Langue d’ici

Jacques Derrida1 rapporte comment Adorno appelle à la vigilance – cette veille du veilleur infatigable – contre le narcissisme collectif d’une métaphysique de la langue.

Son plaidoyer devrait être exemplaire aujourd’hui pour tous ceux qui cherchent, dans le monde, mais en particulier dans l’Europe en construction, à définir une autre éthique ou une autre politique, une autre économie, voire une autre écologie de la langue ; comment cultiver la poéticité de l’idiome en général, son chez soi, son oikos, comment sauver la différence linguistique, qu’elle soit régionale ou nationale, comment résister à la fois à l’hégémonie internationale d’une langue de communication (pour Adorno, c’est déjà l’anglo-américain), comment s’opposer à l’utilitarisme instrumental d’une langue purement fonctionnelle et communicative sans pour autant céder au nationalisme, à l’État-nationalisme ou au souverainisme de l’État-nationaliste, sans donner ces vieilles armes rouillées à la réactivité identitaire à toute la vieille idéologie souverainiste, communautariste et différentialiste ?

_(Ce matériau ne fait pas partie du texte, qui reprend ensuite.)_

// SPDX-FileCopyrightText: 2025 Jason Pena <jasonpena@awkless.com>
// SPDX-License-Identifier: MIT

//! Persistence setup.
//!
//! [`JpaSetup`] ties the catalog, the reconcilers, and the two stores
//! together. Configuring persistence is a two step affair: first both the
//! dependency delta and the datasource change are computed in full, then
//! both are applied. A selection that fails to resolve never reaches the
//! stores.
//!
//! # Preconditions
//!
//! Setup does not lock the project. Callers must make sure only one setup
//! runs against the same project at a time.

use crate::{
    catalog::Catalog,
    config::DependencyRef,
    datasource::{
        reconcile_datasource, ConnectionTarget, CurrentDatasource, DatasourceChange,
        DesiredDatasource, PropertyScope, DATASOURCE_PREFIX,
    },
    reconcile::{dependency_delta, DependencyDelta, ReconcileError, SelectionKind},
    store::{ConfigStore, ProjectStore, StoreError},
};

use std::collections::BTreeSet;
use tracing::{debug, info, instrument};

/// Feature whose projects bundle the App Engine SDK on their own.
pub const GWT_FEATURE: &str = "gwt";

/// Persistence setup request.
#[derive(Debug, Default, Clone, PartialEq, Eq)]
pub struct SetupRequest {
    /// ORM provider id from the catalog.
    pub orm_provider: String,

    /// Database id from the catalog.
    pub database: String,

    /// JNDI name. A non-blank name selects JNDI mode over JDBC mode.
    pub jndi: Option<String>,

    /// JDBC connection settings.
    pub connection: ConnectionTarget,

    /// Project module to configure, empty for the root module.
    pub module: String,

    /// Where to write datasource properties.
    pub scope: PropertyScope,
}

/// What a setup changed.
#[derive(Debug, Clone, PartialEq, Eq)]
pub struct SetupReport {
    pub dependencies: DependencyDelta,
    pub datasource: DatasourceChange,
}

/// Persistence setup over a project and its configuration.
#[derive(Debug)]
pub struct JpaSetup<'catalog, P, C>
where
    P: ProjectStore,
    C: ConfigStore,
{
    catalog: &'catalog Catalog,
    project: P,
    config: C,
}

impl<'catalog, P, C> JpaSetup<'catalog, P, C>
where
    P: ProjectStore,
    C: ConfigStore,
{
    /// Construct new persistence setup.
    pub fn new(catalog: &'catalog Catalog, project: P, config: C) -> Self {
        Self {
            catalog,
            project,
            config,
        }
    }

    pub fn project(&self) -> &P {
        &self.project
    }

    pub fn config(&self) -> &C {
        &self.config
    }

    /// Check if there is a project to set persistence up for.
    pub fn is_installation_possible(&self) -> bool {
        self.project.is_project_available()
    }

    /// Configure persistence of project module.
    ///
    /// Declares everything the selected database and ORM provider need,
    /// drops what only other databases and providers need, and reconciles
    /// the datasource properties.
    ///
    /// # Errors
    ///
    /// - Return [`SetupError::PreconditionMissing`] if there is no project.
    /// - Return [`SetupError::InvalidSelection`] if the database or ORM
    ///   provider is unknown.
    /// - Return [`SetupError::Store`] if a store fails. Dependency and
    ///   property writes are not atomic with respect to one another.
    #[instrument(skip(self, request), fields(database = %request.database, orm = %request.orm_provider), level = "debug")]
    pub fn configure(&self, request: &SetupRequest) -> Result<SetupReport> {
        if !self.project.is_project_available() {
            return Err(SetupError::PreconditionMissing("project manifest"));
        }

        let mut dependencies =
            dependency_delta(self.catalog, &request.database, &request.orm_provider)?;
        if self.project.is_feature_installed(GWT_FEATURE) {
            let sdk = DependencyRef::new("com.google.appengine", "appengine-api-1.0-sdk");
            if dependencies.preserve(&sdk) {
                debug!("keep {sdk} for {GWT_FEATURE} feature");
            }
        }

        let desired = self.desired_datasource(request)?;
        let current = CurrentDatasource::load(&self.config, request.scope.profile.as_deref())?;
        let datasource = reconcile_datasource(&current, &desired, request.scope.clone());

        self.project
            .add_dependencies(&request.module, dependencies.to_add())?;
        self.project
            .remove_dependencies(&request.module, dependencies.to_remove())?;
        info!(
            "declared {} and dropped {} dependencies",
            dependencies.to_add().len(),
            dependencies.to_remove().len()
        );

        match &datasource {
            DatasourceChange::NoChangeRequired => info!("datasource already up to date"),
            DatasourceChange::Update(delta) => {
                delta.apply(&self.config)?;
                info!("datasource properties updated");
            }
        }

        Ok(SetupReport {
            dependencies,
            datasource,
        })
    }

    /// List qualified datasource property keys under optional profile.
    ///
    /// # Errors
    ///
    /// - Return [`SetupError::PreconditionMissing`] if there is no project.
    /// - Return [`SetupError::Store`] if the config store fails.
    pub fn database_properties(&self, profile: Option<&str>) -> Result<BTreeSet<String>> {
        if !self.project.is_project_available() {
            return Err(SetupError::PreconditionMissing("project manifest"));
        }

        Ok(self.config.property_keys(DATASOURCE_PREFIX, true, profile)?)
    }

    /// Check if default property file has any datasource property.
    ///
    /// # Errors
    ///
    /// - Return [`SetupError::Store`] if the config store fails.
    pub fn has_database_properties(&self) -> Result<bool> {
        Ok(!self
            .config
            .property_keys(DATASOURCE_PREFIX, false, None)?
            .is_empty())
    }

    /// Check if project module declares the Spring Data JPA starter.
    ///
    /// # Errors
    ///
    /// - Return [`SetupError::Store`] if the project store fails.
    pub fn has_spring_data_dependency(&self, module: &str) -> Result<bool> {
        let starter = DependencyRef::new("org.springframework.boot", "spring-boot-starter-data-jpa");
        Ok(self.project.dependencies(module)?.contains(&starter))
    }

    fn desired_datasource(&self, request: &SetupRequest) -> Result<DesiredDatasource> {
        if let Some(jndi) = request.jndi.as_deref().filter(|jndi| !jndi.trim().is_empty()) {
            return Ok(DesiredDatasource::jndi(jndi));
        }

        // INVARIANT: Selection already resolved by dependency reconciliation.
        let database = self.catalog.database(&request.database).ok_or_else(|| {
            ReconcileError::InvalidSelection {
                kind: SelectionKind::Database,
                id: request.database.clone(),
            }
        })?;
        let project_name = self.project.project_name(&request.module)?;

        Ok(DesiredDatasource::jdbc(
            database,
            &request.connection,
            &project_name,
        ))
    }
}

/// All possible error types for persistence setup.
#[derive(Debug, thiserror::Error)]
pub enum SetupError {
    /// Database or ORM provider is not in the catalog.
    #[error(transparent)]
    InvalidSelection(#[from] ReconcileError),

    /// A required collaborator is unavailable.
    #[error("{0} is required but not available")]
    PreconditionMissing(&'static str),

    /// Project or config store failed.
    #[error(transparent)]
    Store(#[from] StoreError),
}

/// Friendly result alias :3
type Result<T, E = SetupError> = std::result::Result<T, E>;

#[cfg(test)]
mod tests {
    use super::*;
    use crate::{
        config::ProjectManifest,
        datasource::{JNDI_NAME, URL},
        store::memory::{MemoryConfig, MemoryProject},
    };
    use pretty_assertions::assert_eq;

    fn manifest(dependencies: &[(&str, &str)], features: &[&str]) -> ProjectManifest {
        let mut manifest = ProjectManifest::new("petclinic");
        manifest.project.features = features.iter().map(|f| f.to_string()).collect();
        for (group_id, artifact_id) in dependencies {
            manifest.declare(&DependencyRef::new(*group_id, *artifact_id));
        }
        manifest
    }

    fn request(database: &str, orm_provider: &str) -> SetupRequest {
        SetupRequest {
            orm_provider: orm_provider.into(),
            database: database.into(),
            ..Default::default()
        }
    }

    #[test]
    fn configure_switches_database() -> anyhow::Result<()> {
        let catalog = Catalog::builtin()?;
        let project = MemoryProject::with_root(manifest(
            &[
                ("mysql", "mysql-connector-java"),
                ("org.springframework.boot", "spring-boot-starter-data-jpa"),
                ("org.springframework.boot", "spring-boot-starter-web"),
            ],
            &[],
        ));
        let config = MemoryConfig::with_properties([
            ("spring.datasource.url", "jdbc:mysql://localhost:3306/petclinic"),
            ("spring.datasource.driver-class-name", "com.mysql.jdbc.Driver"),
        ]);
        let setup = JpaSetup::new(&catalog, project, config);

        let report = setup.configure(&request("POSTGRESQL", "HIBERNATE"))?;
        assert!(report.datasource.changed());

        let declared = setup.project().dependencies("")?;
        assert!(!declared.contains(&DependencyRef::new("mysql", "mysql-connector-java")));
        assert!(declared.contains(&DependencyRef::new("org.postgresql", "postgresql")));
        assert!(declared.contains(&DependencyRef::new(
            "org.springframework.boot",
            "spring-boot-starter-web"
        )));
        assert!(setup.has_spring_data_dependency("")?);
        assert_eq!(
            setup.config().property(DATASOURCE_PREFIX, URL, None)?.as_deref(),
            Some("jdbc:postgresql://localhost:5432/petclinic")
        );

        Ok(())
    }

    #[test]
    fn configure_twice_leaves_datasource_alone() -> anyhow::Result<()> {
        let catalog = Catalog::builtin()?;
        let setup = JpaSetup::new(
            &catalog,
            MemoryProject::with_root(manifest(&[], &[])),
            MemoryConfig::default(),
        );

        let request = request("H2_IN_MEMORY", "HIBERNATE");
        assert!(setup.configure(&request)?.datasource.changed());
        let writes = setup.config().writes.get();

        let report = setup.configure(&request)?;
        assert_eq!(report.datasource, DatasourceChange::NoChangeRequired);
        assert_eq!(setup.config().writes.get(), writes);
        assert_eq!(
            setup.config().property(DATASOURCE_PREFIX, "username", None)?.as_deref(),
            Some("sa")
        );

        Ok(())
    }

    #[test]
    fn configure_jndi_under_profile() -> anyhow::Result<()> {
        let catalog = Catalog::builtin()?;
        let setup = JpaSetup::new(
            &catalog,
            MemoryProject::with_root(manifest(&[], &[])),
            MemoryConfig::default(),
        );

        let mut request = request("MYSQL", "ECLIPSELINK");
        request.jndi = Some("jdbc/petclinic".into());
        request.scope = PropertyScope {
            profile: Some("prod".into()),
            force: false,
        };
        let result = setup.configure(&request);
        assert!(matches!(
            result,
            Err(SetupError::Store(StoreError::MissingProfile { .. }))
        ));

        request.scope.force = true;
        setup.configure(&request)?;
        assert_eq!(
            setup.database_properties(Some("prod"))?,
            BTreeSet::from([format!("{DATASOURCE_PREFIX}.{JNDI_NAME}")])
        );
        assert!(!setup.has_database_properties()?);

        Ok(())
    }

    #[test]
    fn configure_keeps_app_engine_sdk_for_gwt() -> anyhow::Result<()> {
        let catalog = Catalog::builtin()?;
        let sdk = ("com.google.appengine", "appengine-api-1.0-sdk");
        let setup = JpaSetup::new(
            &catalog,
            MemoryProject::with_root(manifest(&[sdk], &[GWT_FEATURE])),
            MemoryConfig::default(),
        );

        let report = setup.configure(&request("MYSQL", "HIBERNATE"))?;
        let sdk = DependencyRef::new(sdk.0, sdk.1);
        assert!(!report.dependencies.to_remove().contains(&sdk));
        assert!(setup.project().dependencies("")?.contains(&sdk));

        Ok(())
    }

    #[test]
    fn configure_drops_app_engine_sdk_without_gwt() -> anyhow::Result<()> {
        let catalog = Catalog::builtin()?;
        let sdk = ("com.google.appengine", "appengine-api-1.0-sdk");
        let setup = JpaSetup::new(
            &catalog,
            MemoryProject::with_root(manifest(&[sdk], &[])),
            MemoryConfig::default(),
        );

        setup.configure(&request("MYSQL", "HIBERNATE"))?;
        assert!(!setup
            .project()
            .dependencies("")?
            .contains(&DependencyRef::new(sdk.0, sdk.1)));

        Ok(())
    }

    #[test]
    fn configure_rejects_invalid_selection_before_writing() -> anyhow::Result<()> {
        let catalog = Catalog::builtin()?;
        let setup = JpaSetup::new(
            &catalog,
            MemoryProject::with_root(manifest(&[("mysql", "mysql-connector-java")], &[])),
            MemoryConfig::default(),
        );

        let result = setup.configure(&request("MONGODB", "HIBERNATE"));
        assert!(matches!(result, Err(SetupError::InvalidSelection(_))));
        assert_eq!(setup.project().dependencies("")?.len(), 1);
        assert_eq!(setup.config().writes.get(), 0);

        Ok(())
    }

    #[test]
    fn configure_requires_project() -> anyhow::Result<()> {
        let catalog = Catalog::builtin()?;
        let setup = JpaSetup::new(&catalog, MemoryProject::default(), MemoryConfig::default());

        assert!(!setup.is_installation_possible());
        let result = setup.configure(&request("MYSQL", "HIBERNATE"));
        assert!(matches!(result, Err(SetupError::PreconditionMissing(_))));
        assert!(matches!(
            setup.database_properties(None),
            Err(SetupError::PreconditionMissing(_))
        ));

        Ok(())
    }
}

Une histoire singulière a exacerbé chez moi cette loi universelle : une langue, ça n’appartient pas. Pas naturellement et par essence. D’où les fantasmes de propriété, d’appropriation et d’imposition colonationaliste.

J.Derrida, Apprendre à vivre enfin, p. 39

Scheldeland – Le pays de l’Escaut

Mon grand-père maternel, Pierre Clément, était originaire de ce pays de Sint-Niklaas (Saint-Nicolas), Waasmunster et Dendermonde, qu’on nomme le Pays de l’Escaut. Le fleuve déroule ses méandres dans un paysage de bocage et d’eaux dormantes. Les petits villages aux maisons basses, les sentiers, les levées de terre encadrent les bras morts de l’Escaut. Il n’y a que quelques ponts sur les grands axes, mais les localités riveraines commercent par un bac de passage, réservé aux piétons et aux cyclistes. Le fleuve respire au rythme des marées. C’est un pays fermé, préservé, étranger pour moi et pourtant infiniment familier et proche.

Un jour, dans le métro parisien, je suis tombé en arrêt sur une affiche qui publiait ceci:

Marcheur, ô sentinelle
qu’entends-tu de la nuit ?

Des crissements d’ancres Des
plaines de granges ouvertes sur l’eau

Marcheur, ô sentinelle nocturne
Quel est cet homme s’activant près du brasier ?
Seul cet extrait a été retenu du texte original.